Benzetme

Benzetme, zayıf olan bir varlığı güçlü olan bir varlığa herhangi bir yönüyle benzetilmesidir. Bu sanat anlatıma kuvvet katmak ya da anlatılan özelliğin daha fazla olduğunu belirtmek için kullanılır. Benzetmenin dört temel ögesi vardır; benzeyen, benzetilen, benzetme yönü, benzetme edatı.
Teşbih, "benzetmek" manasına gelir. İfadeyi kuvvetlendirmek için aralarında benzerlik bulunan iki kavramdan zayıf olanın güçlüye benzetilmesidir. Dinî kavramlarda ise teşbîh, Tanrı'nın şeklen insana benzetilmesi mânâsına gelmektedir.[1]
Benzeyen
[değiştir | kaynağı değiştir]Bu söz sanatında, anlatılan özellik bakımından güçsüz olan varlık ya da nesnedir.
Benzetilen
[değiştir | kaynağı değiştir]Birbirine benzetilen unsurlardan, varlıklardan özellik bakımından daha üstün, daha güçlü olan varlıktır.
Benzetme Yönü
[değiştir | kaynağı değiştir]Birbirine benzetilen varlıklar arasındaki ortak özelliğe benzetme yönü denir. Benzetme yönü her zaman cümle içinde bulunmayabilir. Bu durumda benzetme yönünü bulabilmek için " benzeyen, benzetilene, hangi açıdan, ne özellik bakımından benzetiliyor ?" sorusu cümleye sorulur. Alınan cevap benzetme yönüdür.
Benzetme edatı
[değiştir | kaynağı değiştir]Bu sanatta benzeyen ile benzetilen arasında bir ilgi kurabilmek için bazen "gibi, göre, kadar vb..." edatlar kullanılır. Bunlara benzetme edatı denir.

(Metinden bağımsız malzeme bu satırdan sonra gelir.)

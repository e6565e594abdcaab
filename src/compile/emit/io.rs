use super::Emitter;
use crate::compile::regs::SReg;

/// Words in the formatted-I/O frame: the format descriptor, the unit
/// number, and two words the runtime owns.
pub const IO_FRAME_WORDS: u64 = 4;

/// Formatted I/O brackets a four-word frame: the prologue stores the
/// format specifier (a format-label word address or the descriptor of a
/// character expression) and the unit; each list element is one
/// `@_infmt` / `@_outfmt` call taking the list ordinal and the element's
/// address; `@_endfmt` drains the frame.
impl Emitter {
    pub fn io_begin(&mut self, fmt: SReg, unit: SReg) {
        self.grow_stack(IO_FRAME_WORDS);
        self.instr("0,A7", &fmt.to_string());
        self.instr("1,A7", &unit.to_string());
    }

    pub fn io_item(&mut self, input: bool, ordinal: SReg, addr: SReg, save_mask: u8) {
        let target = if input { "@%infmt" } else { "@%outfmt" };
        self.primitive_call(target, &[ordinal, addr], save_mask);
    }

    pub fn io_end(&mut self, save_mask: u8) {
        self.primitive_call("@%endfmt", &[], save_mask);
        self.drop_stack(IO_FRAME_WORDS);
    }
}

#[cfg(test)]
mod test {
    use super::*;

    #[test]
    fn frame_bracket() {
        let mut em = Emitter::new();
        em.io_begin(SReg(1), SReg(2));
        em.io_end(0);
        let l = em.code_lines();
        assert_eq!(l[0], "         A7        A7-4");
        assert_eq!(l[1], "         0,A7      S1");
        assert_eq!(l[2], "         1,A7      S2");
        assert_eq!(l[3], "         R         @%endfmt");
        assert_eq!(l[4], "         A7        A7+4");
    }

    #[test]
    fn output_item_calls_outfmt() {
        let mut em = Emitter::new();
        em.io_item(false, SReg(1), SReg(2), 0);
        assert!(em
            .code_lines()
            .iter()
            .any(|s| s.contains("R         @%outfmt")));
    }
}
//! Cube faces and the six-face cubemap container.

use nalgebra::Vector3;

use crate::convert::Format;
use crate::error::ProjectError;
use crate::plane::ImagePlane;
use crate::projector::{resample, unproject_gnomonic};
use crate::sphere::EquirectSphere;
use crate::GridShape;

/// The six axis-aligned cube faces, keyed by outward normal.
#[derive(Debug, Clone, Copy, PartialEq, Eq, Hash, serde::Serialize, serde::Deserialize)]
#[serde(rename_all = "snake_case")]
pub enum CubeFace {
    PosX,
    NegX,
    PosY,
    NegY,
    PosZ,
    NegZ,
}

impl CubeFace {
    /// All faces, in output order.
    pub const ALL: [CubeFace; 6] = [
        CubeFace::PosX,
        CubeFace::NegX,
        CubeFace::PosY,
        CubeFace::NegY,
        CubeFace::PosZ,
        CubeFace::NegZ,
    ];

    /// Filename suffix expected by cubemap consumers.
    pub fn suffix(self) -> &'static str {
        match self {
            Self::PosX => "+x",
            Self::NegX => "-x",
            Self::PosY => "+y",
            Self::NegY => "-y",
            Self::PosZ => "+z",
            Self::NegZ => "-z",
        }
    }

    /// Outward face normal.
    pub fn center(self) -> Vector3<f64> {
        match self {
            Self::PosX => Vector3::new(1.0, 0.0, 0.0),
            Self::NegX => Vector3::new(-1.0, 0.0, 0.0),
            Self::PosY => Vector3::new(0.0, 1.0, 0.0),
            Self::NegY => Vector3::new(0.0, -1.0, 0.0),
            Self::PosZ => Vector3::new(0.0, 0.0, 1.0),
            Self::NegZ => Vector3::new(0.0, 0.0, -1.0),
        }
    }

    /// U basis vector (increasing column). The axes are oriented for the
    /// inside of the cube, so every face satisfies `u × v = -center`.
    pub fn u_dir(self) -> Vector3<f64> {
        match self {
            Self::PosX => Vector3::new(0.0, 0.0, -1.0),
            Self::NegX => Vector3::new(0.0, 0.0, 1.0),
            Self::PosY => Vector3::new(1.0, 0.0, 0.0),
            Self::NegY => Vector3::new(1.0, 0.0, 0.0),
            Self::PosZ => Vector3::new(1.0, 0.0, 0.0),
            Self::NegZ => Vector3::new(-1.0, 0.0, 0.0),
        }
    }

    /// V basis vector (decreasing row).
    pub fn v_dir(self) -> Vector3<f64> {
        match self {
            Self::PosX => Vector3::new(0.0, -1.0, 0.0),
            Self::NegX => Vector3::new(0.0, -1.0, 0.0),
            Self::PosY => Vector3::new(0.0, 0.0, 1.0),
            Self::NegY => Vector3::new(0.0, 0.0, -1.0),
            Self::PosZ => Vector3::new(0.0, -1.0, 0.0),
            Self::NegZ => Vector3::new(0.0, -1.0, 0.0),
        }
    }

    fn index(self) -> usize {
        match self {
            Self::PosX => 0,
            Self::NegX => 1,
            Self::PosY => 2,
            Self::NegY => 3,
            Self::PosZ => 4,
            Self::NegZ => 5,
        }
    }
}

/// Six cube-face image planes covering all directions from the viewer.
#[derive(Debug, Clone)]
pub struct Cubemap {
    faces: [ImagePlane; 6],
}

impl Cubemap {
    pub const DEFAULT_FACE_SHAPE: GridShape = GridShape {
        height: 2048,
        width: 2048,
    };

    /// Write-mode cubemap: six empty faces of `shape`, to be filled by
    /// [`Cubemap::project_from`].
    pub fn with_shape(shape: GridShape) -> Result<Self, ProjectError> {
        shape.ensure_sampleable()?;
        Ok(Self {
            faces: CubeFace::ALL
                .map(|face| ImagePlane::new(face.center(), face.u_dir(), face.v_dir(), shape)),
        })
    }

    pub fn face(&self, face: CubeFace) -> &ImagePlane {
        &self.faces[face.index()]
    }

    /// Faces paired with their identifiers, in output order.
    pub fn faces(&self) -> impl Iterator<Item = (CubeFace, &ImagePlane)> + '_ {
        CubeFace::ALL.into_iter().map(|f| (f, self.face(f)))
    }

    /// Fill all six faces from an equirectangular sphere: each face pixel's
    /// planar point is gnomonically unprojected onto the sphere and the
    /// panorama is bilinearly resampled there.
    pub fn project_from(&mut self, sphere: &EquirectSphere) -> Result<(), ProjectError> {
        for face in CubeFace::ALL {
            tracing::info!("projecting face {}", face.suffix());
            let plane = &self.faces[face.index()];
            let image = resample(plane, sphere, unproject_gnomonic)?;
            self.faces[face.index()].replace_image(image)?;
        }
        Ok(())
    }

    /// Cubemap → sphere unprojection is not implemented: there is no
    /// per-direction face dispatch yet.
    pub fn unproject_to(&self, _sphere: &mut EquirectSphere) -> Result<(), ProjectError> {
        Err(ProjectError::UnsupportedConversion {
            from: Format::Cubemap,
            to: Format::Sphere,
        })
    }
}

#[cfg(test)]
mod tests {
    use super::*;
    use crate::projector::DirectionSampler;
    use image::{Rgb, RgbImage};

    #[test]
    fn face_bases_are_orthonormal() {
        for face in CubeFace::ALL {
            let (c, u, v) = (face.center(), face.u_dir(), face.v_dir());
            assert!((c.norm() - 1.0).abs() < 1e-12, "{}", face.suffix());
            assert!((u.norm() - 1.0).abs() < 1e-12, "{}", face.suffix());
            assert!((v.norm() - 1.0).abs() < 1e-12, "{}", face.suffix());
            assert_eq!(c.dot(&u), 0.0, "{}", face.suffix());
            assert_eq!(c.dot(&v), 0.0, "{}", face.suffix());
            assert_eq!(u.dot(&v), 0.0, "{}", face.suffix());
        }
    }

    #[test]
    fn face_handedness_is_consistent() {
        // Same convention on all six faces: the UV frame is oriented for
        // the inside of the cube, u × v points back at the viewer.
        for face in CubeFace::ALL {
            let cross = face.u_dir().cross(&face.v_dir());
            assert!(
                (cross + face.center()).norm() < 1e-12,
                "u x v != -center for {}",
                face.suffix()
            );
        }
    }

    #[test]
    fn suffixes_follow_the_axis_names() {
        let suffixes: Vec<_> = CubeFace::ALL.iter().map(|f| f.suffix()).collect();
        assert_eq!(suffixes, ["+x", "-x", "+y", "-y", "+z", "-z"]);
    }

    #[test]
    fn solid_color_sphere_projects_to_solid_color_faces() {
        let mut img = RgbImage::new(360, 180);
        for px in img.pixels_mut() {
            *px = Rgb([200, 50, 50]);
        }
        let sphere = EquirectSphere::from_image(img).expect("2:1 input");
        let mut cubemap = Cubemap::with_shape(GridShape::new(64, 64)).expect("shape");
        cubemap.project_from(&sphere).expect("projection");

        for (face, plane) in cubemap.faces() {
            let image = plane.image().expect("face filled");
            assert_eq!(image.dimensions(), (64, 64));
            assert!(
                image.pixels().all(|p| *p == Rgb([200, 50, 50])),
                "face {} not solid",
                face.suffix()
            );
        }
    }

    #[test]
    fn center_marker_lands_in_plus_x_only() {
        // White 4x4 block around the grid center (longitude 0, latitude 0,
        // i.e. direction +x) on an otherwise black panorama.
        let mut img = RgbImage::new(360, 180);
        for row in 88..=91u32 {
            for col in 178..=181u32 {
                img.put_pixel(col, row, Rgb([255, 255, 255]));
            }
        }
        let sphere = EquirectSphere::from_image(img).expect("2:1 input");
        let mut cubemap = Cubemap::with_shape(GridShape::new(64, 64)).expect("shape");
        cubemap.project_from(&sphere).expect("projection");

        let plus_x = cubemap.face(CubeFace::PosX).image().expect("face filled");
        for (row, col) in [(31, 31), (31, 32), (32, 31), (32, 32)] {
            assert_eq!(
                *plus_x.get_pixel(col, row),
                Rgb([255, 255, 255]),
                "+x center pixel ({}, {})",
                row,
                col
            );
        }
        assert_eq!(*plus_x.get_pixel(0, 0), Rgb([0, 0, 0]));

        for face in [
            CubeFace::NegX,
            CubeFace::PosY,
            CubeFace::NegY,
            CubeFace::PosZ,
            CubeFace::NegZ,
        ] {
            let image = cubemap.face(face).image().expect("face filled");
            assert!(
                image.pixels().all(|p| *p == Rgb([0, 0, 0])),
                "marker leaked into face {}",
                face.suffix()
            );
        }
    }

    #[test]
    fn face_shape_is_preserved_regardless_of_source_shape() {
        let sphere = EquirectSphere::from_image(RgbImage::new(64, 32)).expect("2:1 input");
        let mut cubemap = Cubemap::with_shape(GridShape::new(16, 24)).expect("shape");
        cubemap.project_from(&sphere).expect("projection");
        for (_, plane) in cubemap.faces() {
            assert_eq!(plane.shape(), GridShape::new(16, 24));
            assert_eq!(plane.image().expect("face filled").dimensions(), (24, 16));
        }
    }

    #[test]
    fn unprojection_to_sphere_is_unsupported() {
        let cubemap = Cubemap::with_shape(GridShape::new(8, 8)).expect("shape");
        let mut sphere =
            EquirectSphere::with_shape(EquirectSphere::DEFAULT_SHAPE).expect("shape");
        assert_eq!(
            cubemap.unproject_to(&mut sphere),
            Err(ProjectError::UnsupportedConversion {
                from: Format::Cubemap,
                to: Format::Sphere,
            })
        );
    }
}
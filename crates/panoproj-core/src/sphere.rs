//! Equirectangular sphere representation.
//!
//! Longitude maps linearly to column, latitude (inverted) to row. The
//! panorama is viewed from inside the sphere looking out, so the image's
//! left-to-right order runs clockwise when seen from the center — the
//! negated `y` below encodes that; dropping the sign mirrors the output
//! horizontally.

use std::f64::consts::{FRAC_PI_2, PI};

use image::{Rgb, RgbImage};
use nalgebra::Vector3;

use crate::error::ProjectError;
use crate::projector::{ColorSampler, DirectionSampler};
use crate::rescale::rescale;
use crate::sample::bilinear_sample_rgb;
use crate::GridShape;

/// A unit sphere textured with a 2:1 equirectangular panorama.
#[derive(Debug, Clone)]
pub struct EquirectSphere {
    shape: GridShape,
    image: Option<RgbImage>,
}

impl EquirectSphere {
    pub const DEFAULT_SHAPE: GridShape = GridShape {
        height: 1800,
        width: 3600,
    };

    /// Read-mode sphere wrapping an equirectangular panorama. The image
    /// must have a 2:1 width:height aspect ratio.
    pub fn from_image(image: RgbImage) -> Result<Self, ProjectError> {
        let shape = GridShape::of_image(&image);
        shape.ensure_sampleable()?;
        if shape.width != 2 * shape.height {
            return Err(ProjectError::DegenerateInput(format!(
                "equirectangular input must be 2:1, got {}",
                shape
            )));
        }
        Ok(Self {
            shape,
            image: Some(image),
        })
    }

    /// Write-mode sphere: an empty grid of `shape`, to be filled by one
    /// projection pass.
    pub fn with_shape(shape: GridShape) -> Result<Self, ProjectError> {
        shape.ensure_sampleable()?;
        Ok(Self { shape, image: None })
    }

    pub fn image(&self) -> Option<&RgbImage> {
        self.image.as_ref()
    }

    pub(crate) fn replace_image(&mut self, image: RgbImage) -> Result<(), ProjectError> {
        let got = GridShape::of_image(&image);
        if got != self.shape {
            return Err(ProjectError::DegenerateInput(format!(
                "projected grid is {}, sphere expects {}",
                got, self.shape
            )));
        }
        self.image = Some(image);
        Ok(())
    }
}

impl DirectionSampler for EquirectSphere {
    fn shape(&self) -> GridShape {
        self.shape
    }

    fn to_direction(&self, row: f64, col: f64) -> Vector3<f64> {
        let longitude = rescale(0.0, (self.shape.width - 1) as f64, -PI, PI, col);
        let latitude = rescale(0.0, (self.shape.height - 1) as f64, FRAC_PI_2, -FRAC_PI_2, row);
        // horizontal radius at this latitude
        let s = latitude.cos();
        Vector3::new(s * longitude.cos(), -s * longitude.sin(), latitude.sin())
    }

    fn to_pixel(&self, direction: &Vector3<f64>) -> [f64; 2] {
        // atan2(-y, x) inverts the clockwise longitude above; atan2(y, x)
        // mirrors and atan2(x, y) rotates by a quarter turn, neither
        // round-trips (see DESIGN.md). At the poles x ≈ y ≈ 0 and the
        // longitude is undefined; any value is acceptable there since a
        // pole maps to a single row regardless of column.
        let longitude = (-direction.y).atan2(direction.x);
        let s = (direction.x * direction.x + direction.y * direction.y).sqrt();
        let latitude = direction.z.atan2(s);
        let row = rescale(-FRAC_PI_2, FRAC_PI_2, (self.shape.height - 1) as f64, 0.0, latitude);
        let col = rescale(-PI, PI, 0.0, (self.shape.width - 1) as f64, longitude);
        [row, col]
    }
}

impl ColorSampler for EquirectSphere {
    fn sample_color(&self, direction: &Vector3<f64>) -> Option<Rgb<u8>> {
        let img = self.image.as_ref()?;
        let [row, col] = self.to_pixel(direction);
        Some(bilinear_sample_rgb(img, row, col))
    }
}
//! Conversion dispatch: which format pairs have an implemented projection.

use crate::error::ProjectError;

/// Panorama representation formats.
#[derive(Debug, Clone, Copy, PartialEq, Eq, Hash, serde::Serialize, serde::Deserialize)]
#[serde(rename_all = "snake_case")]
pub enum Format {
    /// One 2:1 equirectangular panorama.
    Sphere,
    /// Two same-shape hemisphere images, north then south.
    Stereographic,
    /// Six square cube-face images.
    Cubemap,
}

impl Format {
    pub fn label(self) -> &'static str {
        match self {
            Self::Sphere => "sphere",
            Self::Stereographic => "stereographic",
            Self::Cubemap => "cubemap",
        }
    }

    /// Number of images the format is made of.
    pub fn image_count(self) -> usize {
        match self {
            Self::Sphere => 1,
            Self::Stereographic => 2,
            Self::Cubemap => 6,
        }
    }
}

/// A resolved, implemented conversion. Callers resolve the format pair
/// first and only then load/allocate grids, so an unsupported pair never
/// produces partial output.
#[derive(Debug, Clone, Copy, PartialEq, Eq)]
pub enum Conversion {
    /// Input format equals output format: write the inputs through
    /// unchanged, no projection pass.
    Identity,
    /// Equirectangular sphere → six cube faces (gnomonic unprojection).
    SphereToCubemap,
    /// Stereographic hemisphere pair → equirectangular sphere.
    StereographicToSphere,
}

impl Conversion {
    /// Map a format pair to its implemented conversion.
    ///
    /// The missing directions (cubemap → sphere, sphere → stereographic,
    /// stereographic → cubemap) report [`ProjectError::UnsupportedConversion`].
    pub fn resolve(input: Format, output: Format) -> Result<Conversion, ProjectError> {
        match (input, output) {
            (i, o) if i == o => Ok(Conversion::Identity),
            (Format::Sphere, Format::Cubemap) => Ok(Conversion::SphereToCubemap),
            (Format::Stereographic, Format::Sphere) => Ok(Conversion::StereographicToSphere),
            (from, to) => Err(ProjectError::UnsupportedConversion { from, to }),
        }
    }
}

#[cfg(test)]
mod tests {
    use super::*;

    #[test]
    fn supported_pairs_resolve() {
        assert_eq!(
            Conversion::resolve(Format::Sphere, Format::Cubemap),
            Ok(Conversion::SphereToCubemap)
        );
        assert_eq!(
            Conversion::resolve(Format::Stereographic, Format::Sphere),
            Ok(Conversion::StereographicToSphere)
        );
    }

    #[test]
    fn same_format_is_identity_not_a_projection() {
        assert_eq!(
            Conversion::resolve(Format::Sphere, Format::Sphere),
            Ok(Conversion::Identity)
        );
    }

    #[test]
    fn stereographic_to_cubemap_is_unsupported() {
        assert_eq!(
            Conversion::resolve(Format::Stereographic, Format::Cubemap),
            Err(ProjectError::UnsupportedConversion {
                from: Format::Stereographic,
                to: Format::Cubemap,
            })
        );
    }

    #[test]
    fn cubemap_to_sphere_is_unsupported() {
        assert!(Conversion::resolve(Format::Cubemap, Format::Sphere).is_err());
    }
}
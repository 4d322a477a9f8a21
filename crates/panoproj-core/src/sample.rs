//! Bilinear color sampling of RGB pixel grids.

use image::{Rgb, RgbImage};

/// Sample an RGB image at fractional `(row, col)` by bilinear interpolation
/// of the 4 nearest pixels.
///
/// Coordinates outside `[0, H-1] × [0, W-1]` are clamped to the border
/// before interpolation (clamp, not wrap), so every finite coordinate
/// yields a color.
#[inline]
pub fn bilinear_sample_rgb(img: &RgbImage, row: f64, col: f64) -> Rgb<u8> {
    let (w, h) = img.dimensions();
    let max_row = (h - 1) as f64;
    let max_col = (w - 1) as f64;
    let row = row.clamp(0.0, max_row);
    let col = col.clamp(0.0, max_col);

    let r0 = row.floor();
    let c0 = col.floor();
    let r1 = (r0 + 1.0).min(max_row);
    let c1 = (c0 + 1.0).min(max_col);
    let fr = row - r0;
    let fc = col - c0;

    let p00 = img.get_pixel(c0 as u32, r0 as u32).0;
    let p10 = img.get_pixel(c1 as u32, r0 as u32).0;
    let p01 = img.get_pixel(c0 as u32, r1 as u32).0;
    let p11 = img.get_pixel(c1 as u32, r1 as u32).0;

    let mut out = [0u8; 3];
    for ch in 0..3 {
        let top = (1.0 - fc) * p00[ch] as f64 + fc * p10[ch] as f64;
        let bottom = (1.0 - fc) * p01[ch] as f64 + fc * p11[ch] as f64;
        out[ch] = ((1.0 - fr) * top + fr * bottom).round() as u8;
    }
    Rgb(out)
}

- Benzetme edatı benzetmenin yapıldığı her yerde bulunmayabilir. Yani benzetme edatı olmadan da benzetme yapılabilir. Benzetme sanatında, benzeyen ve benzetilen kesinlikle bulunmalıdır fakat, benzetme yönü ve benzetme edatı olması gerekmez.
Örnek
[değiştir | kaynağı değiştir]Cemre'nin altın gibi sarı saçları vardır.
Benzeyen : Saçları
Benzetilen : Altın
Benzetme yönü : Sarı
Benzetme edatı : Gibi
Öğeleri
[değiştir | kaynağı değiştir]Bir teşbihte dört öğe bulunur:
- Benzetilen (müşebbehün-bin): Kendisine benzetilen, birbirine benzetilen nesne ya da kavramlardan nitelikçe daha güçlü, daha üstün olan
- Benzeyen (müşebbeh): Birbirine benzetilen nesne ya da kavramlardan nitelikçe daha güçsüz, zayıf olan.
- Benzetme yönü (vech-i şebeh): Birbirlerine benzetilen nesne ve kavramlar arasındaki ortak nitelik.
- Benzetme ilgeci (edat-ı teşbih): Nesne ve kavramlar arasında benzetme ilgisi kuran ilgeç ya da ilgeç işlevi gören sözcük.
Örneğin "yol yılan gibi kıvrılıyor" dendiğinde, "yol" benzeyen, "yılan" kendisine benzetilen, "kıvrılıyor" benzetme yönü, "gibi" ise benzetme edatıdır.
Türleri
[değiştir | kaynağı değiştir]Teşbih, bu öğelerden bir ya da birkaçının kullanılıp kullanılmamasına göre dörde ayrılır:
- Ayrıntılı benzetme: dört öğenin de bulunduğu teşbih. Örneğin, "Ahmet aslan gibi güçlüdür".
- Kısaltılmış benzetme: benzetme yönü bulunmayan teşbih. Örneğin, "Ahmet aslan gibidir" (burada "güçlülük" vurgulanmamıştır).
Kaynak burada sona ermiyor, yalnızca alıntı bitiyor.